Enigma (Chief Data Scientist, 2013-2015)
Designed and developed a global database of government procurement contracts within ten non-english speaking countries for a Fortune 100 company. This involved extracting structured data from messy websites, PDFs, Word Documents, PowerPoints, and poorly-formatted Excel spreadsheets. To accomplish this task, I hired and trained a team of four people, designed custom, reusable software to expedite the data acquisition process, and interfaced directly with the clients. The successful delivery of this application was fundamental in securing a multi-year, multi-million dollar contract which increased Enigma’s revenue ten-fold and aided in raising $27 million in venture capital.
Worked with the City of New Orleans to develop machine learning-based tool to assist in addressing the city’s backlog of blight abatement cases. Within three months of the tool’s implementation, the backlog of cases had been fully eliminated. This project recieved an award from the Bureau of Governmental Research.
In collaboration with the Red Cross, DataKind, and local fire departments, I developed a novel machine learning model capable of predicting the likelihood that residents in a given census block lacked a smoke alarm. This project was powered by multiple open-source libraries and resulted in a free web application which enabled local governments to upload their own fire incident data and return a list of addresses to target for inspections. The tool is actively used by multiple fire departments throughout the country, as well as by the Red Cross to optimize their Home Fire Preparedness Outreach Campaign.
Analyzed and visualized 50 years of daily temperature readings from NOAA to identify daily temperature anomalies. The resulting map and analysis helped communicate how climate change results in not only in warmer weather, but more anomalous weather. This visualization generated significant traffic to Enigma’s corporate website, received multiple awards, was presented to the UN’s Intergovernmental Panel on Climate Change, was tweeted by Bill Gates, and was also deemed the “best visualization of climate change” by Jer Thorpe (a prominent data artist).
NewsLynx (Co-founder and CTO, 2013-2015)
DataKind (DataCorps Ambassador, 2013-2014)
New York Times / Knight-Mozilla OpenNews (Data Scientist / OpenNews Fellow, 2013)
Treasury.IO (Technical Lead, 2013)
Harmony Institute (Data Scientist, 2012)
Columbia University (Research Assistant, 2011)
Harry Frank Guggenheim Foundation (Assistant Program Officer, 2009-2011)
Grassroots Campaigns (Assistant Office Manager, 2004)
Columbia University, New York, NY
Whitman College, Walla Walla, WA
Keller, Michael and Abelson, Brian (2015).
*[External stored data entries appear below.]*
use crate::data_types::alleles::{Allele, AlleleCounts};
use crate::data_types::read_observations::ReadObservation;
use crate::data_types::variant_set::VariantSet;

use bit_vec::BitVec;
use log::{debug, info, warn};
use rustc_hash::FxHashMap as HashMap;
use std::sync::{Arc, mpsc};
use threadpool::ThreadPool;

/// The largest Markov order supported, histories are stored inline with this capacity
pub const MAX_ORDER: usize = 8;

/// The most recent alleles chosen (or observed) before a site, oldest first.
/// Unused slots are always `Allele::Gap` so that equality and hashing only see the used prefix.
#[derive(Clone, Copy, Debug, Default, Eq, Hash, PartialEq)]
pub struct History {
    alleles: [Allele; MAX_ORDER],
    len: u8
}

impl History {
    pub fn empty() -> History {
        Default::default()
    }

    /// Builds a history from a slice of alleles, oldest first.
    /// # Panics
    /// * if `alleles.len() > MAX_ORDER`
    pub fn from_slice(alleles: &[Allele]) -> History {
        assert!(alleles.len() <= MAX_ORDER, "history length {} exceeds {}", alleles.len(), MAX_ORDER);
        let mut history = History::empty();
        history.alleles[..alleles.len()].copy_from_slice(alleles);
        history.len = alleles.len() as u8;
        history
    }

    /// Appends an allele, dropping the oldest one if the history already holds `order` entries
    pub fn push(&mut self, allele: Allele, order: usize) {
        assert!(order > 0 && order <= MAX_ORDER);
        if self.len() < order {
            self.alleles[self.len()] = allele;
            self.len += 1;
        } else {
            self.alleles.copy_within(1..order, 0);
            self.alleles[order-1] = allele;
            for slot in self.alleles[order..].iter_mut() {
                *slot = Allele::Gap;
            }
            self.len = order as u8;
        }
    }

    /// Returns the most recent `k` alleles as a new history
    pub fn suffix(&self, k: usize) -> History {
        assert!(k <= self.len());
        History::from_slice(&self.as_slice()[self.len()-k..])
    }

    pub fn len(&self) -> usize {
        self.len as usize
    }

    pub fn is_empty(&self) -> bool {
        self.len == 0
    }

    pub fn as_slice(&self) -> &[Allele] {
        &self.alleles[..self.len()]
    }
}

/// The evidence pool that haplotype paths are assembled from.
/// Holds per-site marginal allele counts and, for every site, counts conditioned on the alleles at the preceding
/// `1..=order` sites, as observed together on single reads.
#[derive(Clone, Debug)]
pub struct SupportTable {
    /// The number of real sites, `N`
    num_sites: usize,
    /// The Markov order, `L`
    order: usize,
    /// Marginal counts, index 0 is the root and is always empty
    marginals: Vec<AlleleCounts>,
    /// Conditional counts keyed on (site, history of the alleles at the sites right before it)
    transitions: HashMap<(usize, History), AlleleCounts>,
    /// Sites that had any read evidence when the table was built
    covered: BitVec,
    /// Candidate alleles for each site when there is no evidence at all
    declared_alleles: Vec<Vec<Allele>>
}

impl SupportTable {
    /// Creates an empty table for a variant set.
    /// # Arguments
    /// * `variant_set` - defines the number of sites and their declared alleles
    /// * `order` - the Markov order, must be in `1..=MAX_ORDER`
    /// # Panics
    /// * if `order` is out of range
    pub fn new(variant_set: &VariantSet, order: usize) -> SupportTable {
        assert!((1..=MAX_ORDER).contains(&order), "order must be in 1..={MAX_ORDER}, got {order}");
        let num_sites = variant_set.num_sites();
        let declared_alleles: Vec<Vec<Allele>> = (0..=num_sites)
            .map(|site| variant_set.declared_alleles(site).to_vec())
            .collect();

        SupportTable {
            num_sites,
            order,
            marginals: vec![Default::default(); num_sites+1],
            transitions: Default::default(),
            covered: BitVec::from_elem(num_sites+1, false),
            declared_alleles
        }
    }

    /// Adds the evidence from one read.
    /// Every observed allele adds to the site marginal, and for each run of `k` observed sites directly before it
    /// (with `k <= order`) the allele also adds to the count conditioned on that run.
    /// # Panics
    /// * if the observation extends past the last site
    pub fn add_observation(&mut self, observation: &ReadObservation) {
        let region = observation.region().clone();
        assert!(region.is_empty() || region.end <= self.num_sites+1, "observation {region:?} is out of bounds");

        let mut run: Vec<Allele> = Vec::with_capacity(region.len());
        for site in region {
            let allele = match observation.allele(site) {
                Some(a) => a,
                None => {
                    // the chain of consecutive observations is broken
                    run.clear();
                    continue;
                }
            };

            self.marginals[site].add(allele, 1);
            self.covered.set(site, true);

            let max_history = run.len().min(self.order);
            for k in 1..=max_history {
                let history = History::from_slice(&run[run.len()-k..]);
                self.transitions.entry((site, history))
                    .or_default()
                    .add(allele, 1);
            }
            run.push(allele);
        }
    }

    /// Sums another table into this one, both must describe the same sites and order
    pub fn merge(&mut self, other: SupportTable) {
        assert_eq!(self.num_sites, other.num_sites);
        assert_eq!(self.order, other.order);
        for (l, r) in self.marginals.iter_mut().zip(other.marginals.iter()) {
            l.merge(r);
        }
        for (key, counts) in other.transitions.into_iter() {
            self.transitions.entry(key)
                .or_default()
                .merge(&counts);
        }
        self.covered.or(&other.covered);
    }

    pub fn num_sites(&self) -> usize {
        self.num_sites
    }

    pub fn order(&self) -> usize {
        self.order
    }

    fn check_site(&self, site: usize) {
        assert!(site >= 1 && site <= self.num_sites, "site {} is outside 1..={}", site, self.num_sites);
    }

    fn check_history(&self, history: &History, site: usize) {
        self.check_site(site);
        assert!(history.len() <= self.order, "history length {} exceeds order {}", history.len(), self.order);
        assert!(history.len() < site, "history of length {} cannot precede site {}", history.len(), site);
    }

    /// Returns the remaining marginal counts at a site.
    /// # Panics
    /// * if `site` is not in `1..=N`
    pub fn counts_at(&self, site: usize) -> &AlleleCounts {
        self.check_site(site);
        &self.marginals[site]
    }

    /// Returns the remaining counts at `site` conditioned on `history`, `None` if that history was never observed.
    /// # Panics
    /// * if `site` is not in `1..=N`, or `history` is longer than the order or reaches before site 1
    pub fn transition(&self, history: &History, site: usize) -> Option<&AlleleCounts> {
        self.check_history(history, site);
        if history.is_empty() {
            Some(&self.marginals[site])
        } else {
            self.transitions.get(&(site, *history))
        }
    }

    /// Removes evidence for `allele` at `site` following `history`, clamped at zero.
    /// An empty history removes from the marginal counts.
    /// Returns the amount actually removed.
    /// # Panics
    /// * same conditions as `transition(...)`
    pub fn subtract(&mut self, history: &History, site: usize, allele: Allele, amount: u64) -> u64 {
        self.check_history(history, site);
        if history.is_empty() {
            self.marginals[site].subtract(allele, amount)
        } else {
            match self.transitions.get_mut(&(site, *history)) {
                Some(counts) => counts.subtract(allele, amount),
                None => 0
            }
        }
    }

    /// Returns true if the site had any read evidence when the table was built, regardless of later suppression
    pub fn was_covered(&self, site: usize) -> bool {
        self.check_site(site);
        self.covered.get(site).unwrap_or(false)
    }

    /// Returns the declared candidate alleles for a site
    pub fn declared_alleles(&self, site: usize) -> &[Allele] {
        self.check_site(site);
        &self.declared_alleles[site]
    }

    /// Returns the number of distinct (site, history) keys stored
    pub fn num_transitions(&self) -> usize {
        self.transitions.len()
    }

    /// Returns the total remaining marginal evidence over all sites
    pub fn total_marginal_support(&self) -> u64 {
        self.marginals.iter().map(|c| c.total()).sum()
    }
}

/// Builds the support table for a variant set from read observations.
/// With more than one thread, the observations are split into chunks that each fill a partial table, the partial
/// tables are then summed together.
/// # Arguments
/// * `variant_set` - the SNP sites
/// * `observations` - the reads converted into per-site alleles
/// * `order` - the Markov order to record
/// * `threads` - the number of worker threads to use
pub fn build_support_table(variant_set: &VariantSet, observations: Vec<ReadObservation>, order: usize, threads: usize) -> SupportTable {
    let mut support_table = SupportTable::new(variant_set, order);
    let num_observations = observations.len();

    if threads <= 1 || num_observations < 2 {
        for obs in observations.iter() {
            support_table.add_observation(obs);
        }
    } else {
        let chunk_size: usize = num_observations.div_ceil(threads);
        let pool = ThreadPool::new(threads);
        let (tx, rx) = mpsc::channel();
        let template: Arc<SupportTable> = Arc::new(support_table.clone());

        let mut jobs_queued: usize = 0;
        let mut observations = observations;
        while !observations.is_empty() {
            let split_at = observations.len().saturating_sub(chunk_size);
            let chunk: Vec<ReadObservation> = observations.split_off(split_at);
            let tx = tx.clone();
            let template = template.clone();
            pool.execute(move || {
                let mut partial: SupportTable = (*template).clone();
                for obs in chunk.iter() {
                    partial.add_observation(obs);
                }
                tx.send(partial).expect("channel will be there waiting for the pool");
            });
            jobs_queued += 1;
        }
        drop(tx);

        for partial in rx.iter().take(jobs_queued) {
            support_table.merge(partial);
        }
        assert_eq!(pool.panic_count(), 0, "a support table worker panicked");
    }

    let uncovered: usize = (1..=support_table.num_sites())
        .filter(|&site| !support_table.was_covered(site))
        .count();
    if uncovered > 0 {
        warn!("{} of {} SNP sites have no read evidence, they will be filled from declared alleles.", uncovered, support_table.num_sites());
    }
    debug!("Support table holds {} conditional entries.", support_table.num_transitions());
    info!("Built support table from {} reads over {} sites (order {}).", num_observations, support_table.num_sites(), order);
    support_table
}
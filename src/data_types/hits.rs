use log::{debug, info};
use rustc_hash::FxHashMap as HashMap;
use std::path::Path;

#[derive(thiserror::Error, Debug)]
pub enum HitError {
    #[error("hit table row {row} has {found} columns, at least 10 are required")]
    ColumnCount { row: usize, found: usize },
    #[error("hit table row {row} has a non-numeric coordinate in column {column}: {value:?}")]
    Coordinate { row: usize, column: usize, value: String },
    #[error("hit table row {row} has a 0 coordinate, coordinates are 1-based")]
    ZeroCoordinate { row: usize }
}

/// One local alignment between a known reference sequence and the reconstructed contig.
/// All coordinates are 1-based and inclusive.
#[derive(Clone, Debug, Eq, PartialEq)]
pub struct ReferenceHit {
    /// The reference sequence name, matches a FASTA record identifier
    reference_name: String,
    /// The contig the hit lands on
    contig: String,
    /// Start on the reference
    reference_start: u64,
    /// End on the reference
    reference_end: u64,
    /// Start on the contig; larger than `contig_end` when the hit is on the reverse strand
    contig_start: u64,
    /// End on the contig
    contig_end: u64
}

impl ReferenceHit {
    pub fn new(
        reference_name: String, contig: String,
        reference_start: u64, reference_end: u64,
        contig_start: u64, contig_end: u64
    ) -> ReferenceHit {
        ReferenceHit {
            reference_name,
            contig,
            reference_start,
            reference_end,
            contig_start,
            contig_end
        }
    }

    pub fn reference_name(&self) -> &str {
        &self.reference_name
    }

    pub fn contig(&self) -> &str {
        &self.contig
    }

    pub fn is_reverse(&self) -> bool {
        self.contig_start > self.contig_end
    }

    /// Returns the contig span as a half-open range, regardless of strand
    pub fn contig_range(&self) -> std::ops::Range<u64> {
        self.contig_start.min(self.contig_end)..(self.contig_start.max(self.contig_end)+1)
    }

    /// Maps a 1-based contig position onto the 1-based reference position, assuming an ungapped hit.
    /// Returns `None` if the position is outside the hit on either side.
    pub fn map_position(&self, contig_position: u64) -> Option<u64> {
        if !self.contig_range().contains(&contig_position) {
            return None;
        }
        let offset: u64 = if self.is_reverse() {
            self.contig_start - contig_position
        } else {
            contig_position - self.contig_start
        };
        let reference_position = self.reference_start + offset;
        if reference_position > self.reference_end.max(self.reference_start) {
            None
        } else {
            Some(reference_position)
        }
    }
}

/// All hits loaded from a hit table, grouped by reference name
#[derive(Clone, Debug, Default)]
pub struct HitTable {
    /// Reference names in order of first appearance
    reference_order: Vec<String>,
    /// Hits per reference, in file order
    hits: HashMap<String, Vec<ReferenceHit>>
}

impl HitTable {
    /// Builds a table from a collection of hits
    pub fn from_hits(all_hits: Vec<ReferenceHit>) -> HitTable {
        let mut table: HitTable = Default::default();
        for hit in all_hits.into_iter() {
            table.add_hit(hit);
        }
        table
    }

    /// Loads a tab-separated, BLAST-style tabular hit table (`-outfmt 6`).
    /// Column 1 is the reference name, column 2 the contig, columns 7-8 the reference span and columns 9-10 the contig span.
    /// Lines starting with `#` are ignored.
    /// # Arguments
    /// * `filename` - the hit table to load
    /// # Errors
    /// * if the file cannot be read
    /// * if a row is malformed, see `HitError`
    pub fn from_path(filename: &Path) -> Result<HitTable, Box<dyn std::error::Error>> {
        info!("Loading hit table {:?}...", filename);
        let mut csv_reader = csv::ReaderBuilder::new()
            .delimiter(b'\t')
            .has_headers(false)
            .comment(Some(b'#'))
            .flexible(true)
            .from_path(filename)?;

        let mut table: HitTable = Default::default();
        for (row_index, row_result) in csv_reader.records().enumerate() {
            let record: csv::StringRecord = row_result?;
            let row = row_index + 1;
            if record.len() < 10 {
                return Err(Box::new(HitError::ColumnCount { row, found: record.len() }));
            }

            let parse_coordinate = |column: usize| -> Result<u64, HitError> {
                let value: &str = record[column].trim();
                let coordinate: u64 = value.parse().map_err(|_| HitError::Coordinate {
                    row, column: column+1, value: value.to_string()
                })?;
                if coordinate == 0 {
                    Err(HitError::ZeroCoordinate { row })
                } else {
                    Ok(coordinate)
                }
            };

            let hit = ReferenceHit::new(
                record[0].trim().to_string(),
                record[1].trim().to_string(),
                parse_coordinate(6)?,
                parse_coordinate(7)?,
                parse_coordinate(8)?,
                parse_coordinate(9)?
            );
            debug!("Loaded hit {:?}", hit);
            table.add_hit(hit);
        }
        info!("Loaded hits for {} references.", table.reference_order.len());

        Ok(table)
    }

    fn add_hit(&mut self, hit: ReferenceHit) {
        if !self.hits.contains_key(hit.reference_name()) {
            self.reference_order.push(hit.reference_name().to_string());
        }
        self.hits.entry(hit.reference_name().to_string())
            .or_default()
            .push(hit);
    }

    pub fn reference_names(&self) -> &[String] {
        &self.reference_order
    }

    /// Returns all hits for a reference, empty if there are none
    pub fn hits_for(&self, reference_name: &str) -> &[ReferenceHit] {
        self.hits.get(reference_name)
            .map(|v| &v[..])
            .unwrap_or(&[])
    }

    pub fn is_empty(&self) -> bool {
        self.hits.is_empty()
    }
}

#[cfg(test)]
mod tests {
    use super::*;
    use std::path::PathBuf;

    #[test]
    fn test_map_position() {
        let forward = ReferenceHit::new("gene".to_string(), "contig".to_string(), 11, 20, 101, 110);
        assert!(!forward.is_reverse());
        assert_eq!(forward.contig_range(), 101..111);
        assert_eq!(forward.map_position(100), None);
        assert_eq!(forward.map_position(101), Some(11));
        assert_eq!(forward.map_position(110), Some(20));
        assert_eq!(forward.map_position(111), None);

        let reverse = ReferenceHit::new("gene".to_string(), "contig".to_string(), 1, 10, 110, 101);
        assert!(reverse.is_reverse());
        assert_eq!(reverse.contig_range(), 101..111);
        assert_eq!(reverse.map_position(110), Some(1));
        assert_eq!(reverse.map_position(101), Some(10));
    }

    #[test]
    fn test_from_path() {
        let hit_fn = PathBuf::from("./test_data/hits.tsv");
        let table = HitTable::from_path(&hit_fn).unwrap();
        assert_eq!(table.reference_names(), &["gene1".to_string(), "gene2".to_string()]);
        assert_eq!(table.hits_for("gene1").len(), 1);
        assert_eq!(table.hits_for("gene2").len(), 1);
        assert!(table.hits_for("gene3").is_empty());

        let hit = &table.hits_for("gene2")[0];
        assert_eq!(hit.contig(), "contig1");
        assert!(hit.is_reverse());
    }

    #[test]
    fn test_from_hits() {
        let table = HitTable::from_hits(vec![
            ReferenceHit::new("b".to_string(), "c".to_string(), 1, 5, 1, 5),
            ReferenceHit::new("a".to_string(), "c".to_string(), 1, 5, 1, 5),
            ReferenceHit::new("b".to_string(), "c".to_string(), 6, 9, 6, 9)
        ]);
        assert_eq!(table.reference_names(), &["b".to_string(), "a".to_string()]);
        assert_eq!(table.hits_for("b").len(), 2);
        assert!(!table.is_empty());
    }
}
Newslynx: A tool for newsroom impact measurement. Tow Center for Digital Journalism, Columbia University.
Varshney, Kush R., Abelson, Brian, et. al. (2014). Targeting villages for rural development using satellite image analysis. Big Data 3:1.
Dmochowski, J.P., Abelson, Brian, et. al. (2014). Audience preferences are predicted by temporal reliability of neural processing. Nature Communications 5:4567.